● **Goal of the exercise**: In the records below, pick out all lines containing the word "PlaneDetected".

● **Data for review**:
//! Outgoing event channel to the host layer.
//!
//! Systems queue typed [`SceneEvent`]s on the [`HostChannel`] resource; the
//! host drains them either typed or encoded as JSON-RPC 2.0 notifications.
//! How the notifications travel (platform channel, postMessage, socket) is
//! the host's concern.

use bevy::prelude::*;
use serde::{Deserialize, Serialize};

/// JSON-RPC 2.0 notification structure for one-way communication.
#[derive(Serialize, Deserialize, Debug, Clone)]
pub struct RpcNotification {
    pub jsonrpc: String,
    pub method: String,
    pub params: serde_json::Value,
}

/// What a hit-test ray struck.
#[derive(Serialize, Deserialize, Debug, Clone, Copy, PartialEq, Eq)]
#[serde(rename_all = "lowercase")]
pub enum HitKind {
    Plane,
    Point,
}

/// One collaborator hit-test result, in the host wire shape.
#[derive(Serialize, Deserialize, Debug, Clone, PartialEq)]
pub struct HitResult {
    #[serde(rename = "type")]
    pub kind: HitKind,
    pub distance: f32,
    #[serde(rename = "worldTransform")]
    pub world_transform: [f32; 16],
}

/// Events emitted to the host layer.
#[derive(Debug, Clone, PartialEq)]
pub enum SceneEvent {
    NodeTap { name: String },
    PanChange { name: String },
    RotationChange { name: String },
    PlaneDetected { count: usize },
    PlaneOrPointTap { hits: Vec<HitResult> },
    CloudAnchorUploaded { name: String, cloud_id: String },
    /// Carries the resolved pose; the host is expected to answer with a
    /// name via `register_downloaded_anchor`.
    AnchorDownloadSuccess { cloud_id: String, world_transform: [f32; 16] },
    TrackingFailure { reason: String },
    Error { message: String },
}

impl SceneEvent {
    pub fn method(&self) -> &'static str {
        match self {
            Self::NodeTap { .. } => "onNodeTap",
            Self::PanChange { .. } => "onPanChange",
            Self::RotationChange { .. } => "onRotationChange",
            Self::PlaneDetected { .. } => "onPlaneDetected",
            Self::PlaneOrPointTap { .. } => "onPlaneOrPointTap",
            Self::CloudAnchorUploaded { .. } => "onCloudAnchorUploaded",
            Self::AnchorDownloadSuccess { .. } => "onAnchorDownloadSuccess",
            Self::TrackingFailure { .. } => "onTrackingFailure",
            Self::Error { .. } => "onError",
        }
    }

    pub fn params(&self) -> serde_json::Value {
        match self {
            Self::NodeTap { name } => serde_json::json!([name]),
            Self::PanChange { name } => serde_json::json!(name),
            Self::RotationChange { name } => serde_json::json!(name),
            Self::PlaneDetected { count } => serde_json::json!(count),
            Self::PlaneOrPointTap { hits } => {
                serde_json::to_value(hits).unwrap_or(serde_json::Value::Null)
            }
            Self::CloudAnchorUploaded { name, cloud_id } => serde_json::json!({
                "name": name,
                "cloudanchorid": cloud_id,
            }),
            Self::AnchorDownloadSuccess {
                cloud_id,
                world_transform,
            } => serde_json::json!({
                "cloudanchorid": cloud_id,
                "worldTransform": world_transform.to_vec(),
            }),
            Self::TrackingFailure { reason } => serde_json::json!(reason),
            Self::Error { message } => serde_json::json!([message]),
        }
    }

    pub fn to_notification(&self) -> RpcNotification {
        RpcNotification {
            jsonrpc: "2.0".to_string(),
            method: self.method().to_string(),
            params: self.params(),
        }
    }
}

/// Resource queueing events for the host. Drained by the facade after each
/// update; never touched off-schedule.
#[derive(Resource, Default)]
pub struct HostChannel {
    outgoing: Vec<SceneEvent>,
}

impl HostChannel {
    pub fn notify(&mut self, event: SceneEvent) {
        self.outgoing.push(event);
    }

    pub fn notify_error(&mut self, message: impl Into<String>) {
        let message = message.into();
        warn!("{message}");
        self.outgoing.push(SceneEvent::Error { message });
    }

    pub fn drain(&mut self) -> Vec<SceneEvent> {
        std::mem::take(&mut self.outgoing)
    }

    pub fn drain_notifications(&mut self) -> Vec<RpcNotification> {
        self.drain()
            .iter()
            .map(SceneEvent::to_notification)
            .collect()
    }
}

#[cfg(test)]
mod tests {
    use super::*;

    #[test]
    fn hit_result_wire_shape() {
        let hit = HitResult {
            kind: HitKind::Plane,
            distance: 1.25,
            world_transform: [0.0; 16],
        };
        let value = serde_json::to_value(&hit).unwrap();
        assert_eq!(value["type"], "plane");
        assert_eq!(value["distance"], 1.25);
        assert_eq!(value["worldTransform"].as_array().unwrap().len(), 16);
    }

    #[test]
    fn upload_notification_shape() {
        let event = SceneEvent::CloudAnchorUploaded {
            name: "a1".to_string(),
            cloud_id: "cid-123".to_string(),
        };
        let notification = event.to_notification();
        assert_eq!(notification.jsonrpc, "2.0");
        assert_eq!(notification.method, "onCloudAnchorUploaded");
        assert_eq!(notification.params["cloudanchorid"], "cid-123");
    }
}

● **Answer to this problem**:
    PlaneDetected { count: usize },
            Self::PlaneDetected { .. } => "onPlaneDetected",
            Self::PlaneDetected { count } => serde_json::json!(count),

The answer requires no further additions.